— What the exercise asks —
Every line below that holds the string "registered" should be copied.

╭─ Given records

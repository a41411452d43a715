//! # Artifact Staging
//!
//! Copies every artifact a cluster depends on into operator-controlled
//! storage before the cluster is converged, so nodes never reach out to
//! upstream locations.
//!
//! ## Architecture
//!
//! - [`InventoryAsset`]s come out of a dry run of the task graph.
//! - One [`AssetTransferer`] is registered per [`AssetType`]:
//!   [`FileAssetTransferer`] for binaries, [`ContainerAssetTransferer`] for
//!   registry images and [`ContainerFileAssetTransferer`] for image archives.
//! - [`StageInventory::run`] walks the inventory in order and stops at the
//!   first failure, reporting the failing asset's type and data.

pub mod asset;
pub mod container;
pub mod container_file;
pub mod error;
pub mod file;
pub mod runtime;
pub mod store;

pub use asset::{AssetType, InventoryAsset};
pub use container::{retag_image, ContainerAssetTransferer};
pub use container_file::{loaded_image, ContainerFileAssetTransferer};
pub use error::{RuntimeError, StoreError, TransferError};
pub use file::FileAssetTransferer;
pub use runtime::{ContainerRuntime, DockerCli};
pub use store::{ArtifactStore, HttpStore, LocalStore, MemoryStore, VfsStore};

use crate::config::StagingConfig;
use crate::constants::events;
use crate::error::{ConvergeError, ConvergeResult};
use crate::events::EventPublisher;
use crate::logging::log_asset_operation;
use async_trait::async_trait;
use serde::Serialize;
use serde_json::json;
use std::collections::HashMap;
use std::sync::Arc;
use std::time::Instant;
use tokio_util::sync::CancellationToken;
use tracing::info;

/// Moves one kind of asset into staging storage.
#[async_trait]
pub trait AssetTransferer: Send + Sync {
    async fn transfer(&self, asset: &InventoryAsset) -> Result<(), TransferError>;
}

/// Outcome of a staging pass
#[derive(Debug, Clone, Default, Serialize)]
pub struct StageReport {
    pub staged: Vec<InventoryAsset>,
    /// Assets whose type has no registered transferer.
    pub skipped: Vec<InventoryAsset>,
}

#[derive(Default)]
pub struct StageInventory {
    transferers: HashMap<AssetType, Arc<dyn AssetTransferer>>,
    publisher: Option<EventPublisher>,
}

impl StageInventory {
    pub fn new() -> Self {
        Self::default()
    }

    /// Register the standard transferers the configuration enables.
    pub fn from_config(
        config: &StagingConfig,
        runtime: Arc<dyn ContainerRuntime>,
        store: Arc<dyn ArtifactStore>,
    ) -> ConvergeResult<Self> {
        config.validate()?;
        let mut inventory = Self::new();

        if let (true, Some(destination)) = (config.stage_files, config.file_destination()) {
            inventory.register(
                AssetType::Binary,
                Arc::new(FileAssetTransferer::new(destination, Arc::clone(&store))),
            );
        }

        if let (true, Some(repository)) = (config.stage_containers, config.container_repository())
        {
            inventory.register(
                AssetType::Container,
                Arc::new(ContainerAssetTransferer::new(
                    repository,
                    Arc::clone(&runtime),
                )),
            );
            inventory.register(
                AssetType::ContainerBinary,
                Arc::new(ContainerFileAssetTransferer::new(
                    repository,
                    config.scratch_dir.clone(),
                    runtime,
                    store,
                )),
            );
        }

        Ok(inventory)
    }

    pub fn with_publisher(mut self, publisher: EventPublisher) -> Self {
        self.publisher = Some(publisher);
        self
    }

    /// Replaces any transferer already registered for the type.
    pub fn register(&mut self, asset_type: AssetType, transferer: Arc<dyn AssetTransferer>) {
        self.transferers.insert(asset_type, transferer);
    }

    pub fn handles(&self, asset_type: AssetType) -> bool {
        self.transferers.contains_key(&asset_type)
    }

    /// Stage `assets` in order, stopping at the first failure.
    pub async fn run(
        &self,
        assets: &[InventoryAsset],
        cancel: &CancellationToken,
    ) -> ConvergeResult<StageReport> {
        let mut report = StageReport::default();

        for asset in assets {
            if cancel.is_cancelled() {
                return Err(ConvergeError::Cancelled);
            }

            let Some(transferer) = self.transferers.get(&asset.asset_type) else {
                info!(asset = %asset, "No transferer registered; skipping asset");
                self.publish(events::ASSET_SKIPPED, asset);
                report.skipped.push(asset.clone());
                continue;
            };

            let started = Instant::now();
            let type_name = asset.asset_type.to_string();
            if let Err(source) = transferer.transfer(asset).await {
                log_asset_operation("stage", &type_name, &asset.data, "failed", None);
                return Err(ConvergeError::TransferFailed {
                    asset_type: asset.asset_type,
                    data: asset.data.clone(),
                    source,
                });
            }

            log_asset_operation(
                "stage",
                &type_name,
                &asset.data,
                "staged",
                Some(started.elapsed().as_millis() as u64),
            );
            self.publish(events::ASSET_STAGED, asset);
            report.staged.push(asset.clone());
        }

        Ok(report)
    }

    fn publish(&self, event: &str, asset: &InventoryAsset) {
        if let Some(publisher) = &self.publisher {
            publisher.publish(
                event,
                json!({ "type": asset.asset_type, "data": asset.data }),
            );
        }
    }
}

╰─

— Output of the exercise —
//! - One [`AssetTransferer`] is registered per [`AssetType`]:
    /// Assets whose type has no registered transferer.
    /// Replaces any transferer already registered for the type.
                info!(asset = %asset, "No transferer registered; skipping asset");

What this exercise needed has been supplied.